Exercise description: Output the whole listing below. Keep it exact.

Data to process:
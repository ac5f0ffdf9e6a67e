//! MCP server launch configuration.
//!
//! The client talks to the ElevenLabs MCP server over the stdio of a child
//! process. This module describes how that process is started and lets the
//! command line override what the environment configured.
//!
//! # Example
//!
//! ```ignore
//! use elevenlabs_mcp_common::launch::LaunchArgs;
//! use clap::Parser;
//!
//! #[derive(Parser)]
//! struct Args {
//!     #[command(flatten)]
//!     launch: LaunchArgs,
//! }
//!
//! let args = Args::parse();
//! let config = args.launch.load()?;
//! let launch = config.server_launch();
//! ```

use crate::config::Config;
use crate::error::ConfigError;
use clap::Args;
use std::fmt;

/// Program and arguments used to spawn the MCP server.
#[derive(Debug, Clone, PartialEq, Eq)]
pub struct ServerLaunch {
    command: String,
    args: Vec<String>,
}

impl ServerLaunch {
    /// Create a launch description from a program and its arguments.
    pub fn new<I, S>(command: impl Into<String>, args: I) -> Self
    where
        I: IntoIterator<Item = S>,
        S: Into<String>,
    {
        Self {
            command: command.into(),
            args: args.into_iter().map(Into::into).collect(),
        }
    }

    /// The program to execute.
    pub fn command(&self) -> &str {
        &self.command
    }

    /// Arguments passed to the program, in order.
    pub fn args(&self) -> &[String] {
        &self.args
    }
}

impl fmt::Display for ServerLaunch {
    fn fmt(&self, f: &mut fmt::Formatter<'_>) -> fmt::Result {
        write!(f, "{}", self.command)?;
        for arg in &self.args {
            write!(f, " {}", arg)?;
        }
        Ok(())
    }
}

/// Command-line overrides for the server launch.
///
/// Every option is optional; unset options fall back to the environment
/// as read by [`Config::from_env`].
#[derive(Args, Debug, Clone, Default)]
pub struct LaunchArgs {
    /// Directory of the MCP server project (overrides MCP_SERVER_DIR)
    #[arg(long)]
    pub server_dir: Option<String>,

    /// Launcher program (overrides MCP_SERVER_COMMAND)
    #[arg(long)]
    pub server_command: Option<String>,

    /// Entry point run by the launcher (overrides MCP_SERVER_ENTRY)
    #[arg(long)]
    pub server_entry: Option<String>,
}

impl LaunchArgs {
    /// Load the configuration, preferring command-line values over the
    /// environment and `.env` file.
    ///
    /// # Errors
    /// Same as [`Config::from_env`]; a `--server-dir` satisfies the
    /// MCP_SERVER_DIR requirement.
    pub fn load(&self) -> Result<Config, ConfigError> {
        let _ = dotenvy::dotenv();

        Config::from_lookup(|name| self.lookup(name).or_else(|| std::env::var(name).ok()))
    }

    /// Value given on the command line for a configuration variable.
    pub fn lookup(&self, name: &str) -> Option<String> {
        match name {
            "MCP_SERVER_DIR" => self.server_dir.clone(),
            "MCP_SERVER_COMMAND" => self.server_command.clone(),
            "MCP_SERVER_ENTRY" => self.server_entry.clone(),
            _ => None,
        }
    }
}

Answer:
repository ac5f0ffdf9e6a67e
//! MCP server launch configuration.
//!
//! The client talks to the ElevenLabs MCP server over the stdio of a child
//! process. This module describes how that process is started and lets the
//! command line override what the environment configured.
//!
//! # Example
//!
//! ```ignore
//! use elevenlabs_mcp_common::launch::LaunchArgs;
//! use clap::Parser;
//!
//! #[derive(Parser)]
//! struct Args {
//!     #[command(flatten)]
//!     launch: LaunchArgs,
//! }
//!
//! let args = Args::parse();
//! let config = args.launch.load()?;
//! let launch = config.server_launch();
//! ```

use crate::config::Config;
use crate::error::ConfigError;
use clap::Args;
use std::fmt;

/// Program and arguments used to spawn the MCP server.
#[derive(Debug, Clone, PartialEq, Eq)]
pub struct ServerLaunch {
    command: String,
    args: Vec<String>,
}

impl ServerLaunch {
    /// Create a launch description from a program and its arguments.
    pub fn new<I, S>(command: impl Into<String>, args: I) -> Self
    where
        I: IntoIterator<Item = S>,
        S: Into<String>,
    {
        Self {
            command: command.into(),
            args: args.into_iter().map(Into::into).collect(),
        }
    }

    /// The program to execute.
    pub fn command(&self) -> &str {
        &self.command
    }

    /// Arguments passed to the program, in order.
    pub fn args(&self) -> &[String] {
        &self.args
    }
}

impl fmt::Display for ServerLaunch {
    fn fmt(&self, f: &mut fmt::Formatter<'_>) -> fmt::Result {
        write!(f, "{}", self.command)?;
        for arg in &self.args {
            write!(f, " {}", arg)?;
        }
        Ok(())
    }
}

/// Command-line overrides for the server launch.
///
/// Every option is optional; unset options fall back to the environment
/// as read by [`Config::from_env`].
#[derive(Args, Debug, Clone, Default)]
pub struct LaunchArgs {
    /// Directory of the MCP server project (overrides MCP_SERVER_DIR)
    #[arg(long)]
    pub server_dir: Option<String>,

    /// Launcher program (overrides MCP_SERVER_COMMAND)
    #[arg(long)]
    pub server_command: Option<String>,

    /// Entry point run by the launcher (overrides MCP_SERVER_ENTRY)
    #[arg(long)]
    pub server_entry: Option<String>,
}

impl LaunchArgs {
    /// Load the configuration, preferring command-line values over the
    /// environment and `.env` file.
    ///
    /// # Errors
    /// Same as [`Config::from_env`]; a `--server-dir` satisfies the
    /// MCP_SERVER_DIR requirement.
    pub fn load(&self) -> Result<Config, ConfigError> {
        let _ = dotenvy::dotenv();

        Config::from_lookup(|name| self.lookup(name).or_else(|| std::env::var(name).ok()))
    }

    /// Value given on the command line for a configuration variable.
    pub fn lookup(&self, name: &str) -> Option<String> {
        match name {
            "MCP_SERVER_DIR" => self.server_dir.clone(),
            "MCP_SERVER_COMMAND" => self.server_command.clone(),
            "MCP_SERVER_ENTRY" => self.server_entry.clone(),
            _ => None,
        }
    }
}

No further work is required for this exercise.